Ein bedeutender Aspekt, der während des Kolloquiums behandelt wurde, betraf die Motette und ihre Pflege in von den Portugiesen geprägten außereuropäischen Gebieten. Untersuchungen über die Motette in Prozessionen Brasiliens als Ausdruck eines "stilo antico" in der sonst von der instrumentalbegleiteten Musik bestimmten Kirchenmusikpflege waren bereits zu Beginn der siebziger Jahre durchgeführt worden.
Diese Traditionen wurden empirisch und historisch untersucht und bei verschiedenen Gelegenheiten in Europa und in Brasilien diskutiert. Bei dem euro-brasilianischen Kolloquium 1989 wurde eine Publikation vorgestellt, die eine Motette aus Goa enthält und zum ersten Mal diese luso-indische Tradition der Fachwelt in Europa vorstellte. Die Diskussion konnte im Rahmen des Kolloquiums durch den Vortrag von Herrn Prof. Manuel Morais von der Universität Évora über die Motettentradition von Goa fortgeführt werden.
Hinsichtlich der Beziehungen der Musikkultur Portugals des 20. Jahrhunderts zu kulturpolitischen Strömungen, die gesamteuropäische Dimensionen, insbesonders aber luso-deutsche Bezüge offenbarten, wurde das Problemfeld "Autoritäre Systeme und nationale Musik" am Beispiel des portugiesischen "Estado Novo" von Elena Schwenzel behandelt. In diesem Rahmen wurde die Suite portuguesa von Ruy Coelho von Nicole Spelz vorgeführt und anschließend von den Teilnehmern besprochen.
Zeitgenössische Entwicklungen portugiesischer Musik in ihrer internationalen Bedeutung und Ausstrahlung wurden unter dem Thema "Portugal im europäischen Raum - Raum in der Musik der Gegenwart" am Beispiel des Lebens und Werkes von Emmanuel Nunes durch Christoph Barth dargelegt.
Die interdisziplinäre Forschung wurde hinsichtlich der Musik im portugiesischen Film von Dr. Alcides Murtinheira vom Instituto Camões und dem Portugiesisch-Brasilianischen Institut der Universität zu Köln in einem eingehenden Vortrag erläutert.

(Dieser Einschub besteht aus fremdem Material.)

// Copyright 2026 The ChromiumOS Authors
// Use of this source code is governed by a BSD-style license that can be
// found in the LICENSE file.

//! Read-only access to gbm_gralloc buffer handles.

use std::os::raw::c_int;
use std::os::unix::io::RawFd;

use gralloc_handle_sys::buffer_handle_t;
use gralloc_handle_sys::gralloc_handle;
use gralloc_handle_sys::gralloc_handle_t;
use gralloc_handle_sys::GRALLOC_HANDLE_MAGIC;
use gralloc_handle_sys::GRALLOC_HANDLE_NUM_FDS;
use log::warn;

/// A snapshot of the fields of a gbm_gralloc handle.
///
/// The handle is copied out of allocator memory once, so the snapshot never aliases the
/// allocator's struct and owns nothing: the dma-buf descriptor it reports stays owned by the
/// allocation.
#[derive(Copy, Clone, Debug, PartialEq, Eq)]
pub struct GrallocBuffer {
    handle: gralloc_handle_t,
}

impl GrallocBuffer {
    /// Reads the gbm_gralloc handle behind `handle`. Returns `None` for a null handle.
    ///
    /// # Safety
    ///
    /// `handle` must be null or point to a `gralloc_handle_t` that stays valid for the duration
    /// of the call.
    pub unsafe fn from_raw(handle: buffer_handle_t) -> Option<GrallocBuffer> {
        let ptr = gralloc_handle(handle);
        if ptr.is_null() {
            return None;
        }
        // SAFETY: non-null and valid per this function's contract. The handle is not required to
        // be 8-byte aligned by every allocator, so read it unaligned.
        let handle = unsafe { ptr.read_unaligned() };
        Some(GrallocBuffer { handle })
    }

    pub fn width(&self) -> u32 {
        self.handle.width
    }

    pub fn height(&self) -> u32 {
        self.handle.height
    }

    /// Row pitch of the first plane, in bytes.
    pub fn stride(&self) -> u32 {
        self.handle.stride
    }

    /// The `HAL_PIXEL_FORMAT_*` the buffer was allocated with.
    pub fn hal_format(&self) -> u32 {
        self.handle.format
    }

    pub fn usage(&self) -> u32 {
        self.handle.usage
    }

    pub fn prime_fd(&self) -> RawFd {
        self.handle.prime_fd
    }

    pub fn modifier(&self) -> u64 {
        self.handle.modifier
    }

    /// Logs a warning if the handle does not look like one produced by gbm_gralloc. Foreign
    /// handles are still translated.
    pub fn check(&self) {
        if self.handle.magic != GRALLOC_HANDLE_MAGIC {
            warn!(
                "unexpected gralloc handle magic {:#x}, expected {:#x}",
                self.handle.magic, GRALLOC_HANDLE_MAGIC
            );
        }
        let num_fds: c_int = self.handle.base.numFds;
        if num_fds < GRALLOC_HANDLE_NUM_FDS {
            warn!("gralloc handle carries {} fds, expected {}", num_fds, GRALLOC_HANDLE_NUM_FDS);
        }
    }
}

impl From<gralloc_handle_t> for GrallocBuffer {
    fn from(handle: gralloc_handle_t) -> GrallocBuffer {
        GrallocBuffer { handle }
    }
}
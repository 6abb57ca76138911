// Copyright 2026 The ChromiumOS Authors
// Use of this source code is governed by a BSD-style license that can be
// found in the LICENSE file.

use std::env;

use anyhow::Context;
use anyhow::Result;

fn main() -> Result<()> {
    println!("cargo:rerun-if-changed=build.rs");

    let target_os = env::var("CARGO_CFG_TARGET_OS").context("failed to get target os")?;
    // drm_hwcomposer dlopen()s the plugin by file name, so give it a stable soname.
    if target_os == "linux" || target_os == "android" {
        println!("cargo:rustc-cdylib-link-arg=-Wl,-soname,libgbm_yagi.so");
    }

    Ok(())
}
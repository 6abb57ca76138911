// Copyright 2026 The ChromiumOS Authors
// Use of this source code is governed by a BSD-style license that can be
// found in the LICENSE file.

//! Macros for gbm_yagi.

/// Performs checked integer arithmetic on two identifiers, naming both operands in the
/// `YagiError::CheckedArithmetic` produced on overflow.
#[macro_export]
macro_rules! checked_arithmetic {
    ($x:ident $op:ident $y:ident $op_name:expr) => {
        $x.$op($y).ok_or_else(|| $crate::YagiError::CheckedArithmetic {
            field1: (stringify!($x), $x as usize),
            field2: (stringify!($y), $y as usize),
            op: $op_name,
        })
    };
    ($x:ident + $y:ident) => {
        $crate::checked_arithmetic!($x checked_add $y "+")
    };
    ($x:ident * $y:ident) => {
        $crate::checked_arithmetic!($x checked_mul $y "*")
    };
}
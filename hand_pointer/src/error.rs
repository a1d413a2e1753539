use thiserror::Error;

/// Rejected tuning parameters.  Raised once at startup, never per frame.
#[derive(Error, Debug, Clone, PartialEq)]
pub enum ConfigError {
    #[error("smoothing factor must be in (0, 1], got {0}")]
    SmoothingFactor(f32),

    #[error("pinch thresholds must satisfy 0 < enter < exit, got enter={enter} exit={exit}")]
    PinchBand { enter: f32, exit: f32 },

    #[error("surface must be non-empty, got {width}x{height}")]
    EmptySurface { width: u32, height: u32 },
}
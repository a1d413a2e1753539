//! # piano_layout
//!
//! Static geometry for the pinch piano: a one-octave keyboard, the buttons
//! shown in each mode, the sheet-selection popup, and guided sheet play.
//!
//! Everything here is plain data.  [`Layout::regions`] turns the current
//! [`Mode`] into the ordered [`hand_pointer::HitRegion`] list the gesture
//! pipeline resolves against.
//!
//! ```rust
//! use piano_layout::{builtin_sheets, Layout, Mode};
//!
//! let layout = Layout::new(&builtin_sheets());
//! assert_eq!(layout.regions(Mode::Normal).len(), 13 + 2);
//! assert_eq!(layout.keyboard().midi_for("C4"), Some(60));
//! ```

pub mod error;
pub mod keyboard;
pub mod screen;
pub mod sheet;

pub use error::LayoutError;
pub use keyboard::{Keyboard, PianoKey};
pub use screen::{Button, Layout, Mode, Popup, UiAction, MAX_POPUP_ITEMS};
pub use sheet::{builtin_sheets, NoteOutcome, Sheet, SheetProgress};

pub const SCREEN_W: u32 = 1280;
pub const SCREEN_H: u32 = 720;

Im Rahmen des Kolloquiums wurde ein musikerzieherisches Projekt von Frau Prof. Dr. Helena de Souza Nunes vorgestellt, das sie in Rio Grande do Sul entwickelt hat und das Erfahrungen und Forschungsansätze verarbeitet, die die Interaktion zwischen luso-brasilianischen und teuto-brasilianischen Kultursphären betreffen.
Die Arbeitstage des Kolloquiums wurden mit einem Konzert der Saxophonisten Maria Bragança und des Pianisten Michael Collins mit portugiesischer und brasilianischer Musik abgeschlossen. Am Sonntag, den 3. Februar, wurde ein feierliches Hochamt zum Abschluss in der Kirche Groß St. Martin der portugiesischen Gemeinde Köln gefeiert, das mit Orgelwerken u.a. von Pedro Araújo und António Carrera unter Leitung von Suzana Mendes musikalisch gestaltet wurde.